Goal of the exercise
Please give the data again exactly, with no line dropped.

Data for this exercise
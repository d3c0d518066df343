//! Player body physics
//!
//! Vertical motion only: the body falls toward its current resting surface
//! (ground under normal gravity, ceiling when reversed). Units are pixels and
//! frames; one `update` is one frame.

use serde::{Deserialize, Serialize};

use super::collision::{Body, SpriteKind};
use super::mask::Rect;
use crate::tuning::Tuning;

/// Direction gravity pulls the player
#[derive(Debug, Clone, Copy, PartialEq, Eq, Default, Serialize, Deserialize)]
pub enum GravityDir {
    /// Toward the ground (+y), the initial direction
    #[default]
    Down,
    /// Toward the ceiling (-y)
    Up,
}

impl GravityDir {
    /// +1 for down, -1 for up
    #[inline]
    pub fn sign(self) -> f32 {
        match self {
            GravityDir::Down => 1.0,
            GravityDir::Up => -1.0,
        }
    }

    pub fn flipped(self) -> Self {
        match self {
            GravityDir::Down => GravityDir::Up,
            GravityDir::Up => GravityDir::Down,
        }
    }
}

/// The player's body
#[derive(Debug, Clone, Serialize, Deserialize)]
pub struct Player {
    /// Left edge (no horizontal physics)
    pub x: i32,
    /// Top edge, sub-pixel accumulator
    pub y: f32,
    /// Vertical velocity (pixels/frame)
    pub vy: f32,
    pub gravity: GravityDir,
    /// Resting on the surface gravity points at
    pub grounded: bool,
    /// Holds a gravity-flip charge from a power-up
    pub charged: bool,
    pub width: u32,
    pub height: u32,
}

impl Player {
    /// A fresh player standing on the ground
    pub fn new(tuning: &Tuning) -> Self {
        let size = tuning.player_size;
        Self {
            x: tuning.player_x,
            y: (tuning.ground_y - size as i32) as f32,
            vy: 0.0,
            gravity: GravityDir::Down,
            grounded: true,
            charged: false,
            width: size,
            height: size,
        }
    }

    /// Quantized top edge used for rendering and collision
    #[inline]
    pub fn render_y(&self) -> i32 {
        self.y.floor() as i32
    }

    /// Advance one frame under gravity and settle on the resting surface
    pub fn update(&mut self, tuning: &Tuning) {
        self.vy += tuning.gravity_strength * self.gravity.sign();
        self.y += self.vy;

        match self.gravity {
            GravityDir::Down => {
                if self.render_y() + self.height as i32 >= tuning.ground_y {
                    self.settle((tuning.ground_y - self.height as i32) as f32);
                }
            }
            GravityDir::Up => {
                if self.render_y() <= tuning.ceiling_y {
                    self.settle(tuning.ceiling_y as f32);
                }
            }
        }

        self.x = self.x.clamp(0, tuning.screen_width - self.width as i32);
    }

    fn settle(&mut self, y: f32) {
        self.y = y;
        self.vy = 0.0;
        self.grounded = true;
    }

    /// Jump away from the resting surface. Returns false if airborne.
    pub fn jump(&mut self, tuning: &Tuning) -> bool {
        if !self.grounded {
            return false;
        }
        self.vy = -tuning.jump_strength * self.gravity.sign();
        self.grounded = false;
        true
    }

    /// Spend the charge to reverse gravity, snapping to the opposite surface
    ///
    /// Returns whether the flip happened (false without a charge).
    pub fn flip_gravity(&mut self, tuning: &Tuning) -> bool {
        if !self.charged {
            return false;
        }
        self.gravity = self.gravity.flipped();
        let y = match self.gravity {
            GravityDir::Down => tuning.ground_y - self.height as i32,
            GravityDir::Up => tuning.ceiling_y,
        };
        self.settle(y as f32);
        self.charged = false;
        true
    }

    /// Grant a charge; holding one already does not stack
    pub fn grant_charge(&mut self) {
        self.charged = true;
    }
}

impl Body for Player {
    fn bounds(&self) -> Rect {
        Rect::new(self.x, self.render_y(), self.width, self.height)
    }

    fn sprite(&self) -> SpriteKind {
        SpriteKind::Player
    }
}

Exercise solution
repository d3c0d518066df343
//! Player body physics
//!
//! Vertical motion only: the body falls toward its current resting surface
//! (ground under normal gravity, ceiling when reversed). Units are pixels and
//! frames; one `update` is one frame.

use serde::{Deserialize, Serialize};

use super::collision::{Body, SpriteKind};
use super::mask::Rect;
use crate::tuning::Tuning;

/// Direction gravity pulls the player
#[derive(Debug, Clone, Copy, PartialEq, Eq, Default, Serialize, Deserialize)]
pub enum GravityDir {
    /// Toward the ground (+y), the initial direction
    #[default]
    Down,
    /// Toward the ceiling (-y)
    Up,
}

impl GravityDir {
    /// +1 for down, -1 for up
    #[inline]
    pub fn sign(self) -> f32 {
        match self {
            GravityDir::Down => 1.0,
            GravityDir::Up => -1.0,
        }
    }

    pub fn flipped(self) -> Self {
        match self {
            GravityDir::Down => GravityDir::Up,
            GravityDir::Up => GravityDir::Down,
        }
    }
}

/// The player's body
#[derive(Debug, Clone, Serialize, Deserialize)]
pub struct Player {
    /// Left edge (no horizontal physics)
    pub x: i32,
    /// Top edge, sub-pixel accumulator
    pub y: f32,
    /// Vertical velocity (pixels/frame)
    pub vy: f32,
    pub gravity: GravityDir,
    /// Resting on the surface gravity points at
    pub grounded: bool,
    /// Holds a gravity-flip charge from a power-up
    pub charged: bool,
    pub width: u32,
    pub height: u32,
}

impl Player {
    /// A fresh player standing on the ground
    pub fn new(tuning: &Tuning) -> Self {
        let size = tuning.player_size;
        Self {
            x: tuning.player_x,
            y: (tuning.ground_y - size as i32) as f32,
            vy: 0.0,
            gravity: GravityDir::Down,
            grounded: true,
            charged: false,
            width: size,
            height: size,
        }
    }

    /// Quantized top edge used for rendering and collision
    #[inline]
    pub fn render_y(&self) -> i32 {
        self.y.floor() as i32
    }

    /// Advance one frame under gravity and settle on the resting surface
    pub fn update(&mut self, tuning: &Tuning) {
        self.vy += tuning.gravity_strength * self.gravity.sign();
        self.y += self.vy;

        match self.gravity {
            GravityDir::Down => {
                if self.render_y() + self.height as i32 >= tuning.ground_y {
                    self.settle((tuning.ground_y - self.height as i32) as f32);
                }
            }
            GravityDir::Up => {
                if self.render_y() <= tuning.ceiling_y {
                    self.settle(tuning.ceiling_y as f32);
                }
            }
        }

        self.x = self.x.clamp(0, tuning.screen_width - self.width as i32);
    }

    fn settle(&mut self, y: f32) {
        self.y = y;
        self.vy = 0.0;
        self.grounded = true;
    }

    /// Jump away from the resting surface. Returns false if airborne.
    pub fn jump(&mut self, tuning: &Tuning) -> bool {
        if !self.grounded {
            return false;
        }
        self.vy = -tuning.jump_strength * self.gravity.sign();
        self.grounded = false;
        true
    }

    /// Spend the charge to reverse gravity, snapping to the opposite surface
    ///
    /// Returns whether the flip happened (false without a charge).
    pub fn flip_gravity(&mut self, tuning: &Tuning) -> bool {
        if !self.charged {
            return false;
        }
        self.gravity = self.gravity.flipped();
        let y = match self.gravity {
            GravityDir::Down => tuning.ground_y - self.height as i32,
            GravityDir::Up => tuning.ceiling_y,
        };
        self.settle(y as f32);
        self.charged = false;
        true
    }

    /// Grant a charge; holding one already does not stack
    pub fn grant_charge(&mut self) {
        self.charged = true;
    }
}

impl Body for Player {
    fn bounds(&self) -> Rect {
        Rect::new(self.x, self.render_y(), self.width, self.height)
    }

    fn sprite(&self) -> SpriteKind {
        SpriteKind::Player
    }
}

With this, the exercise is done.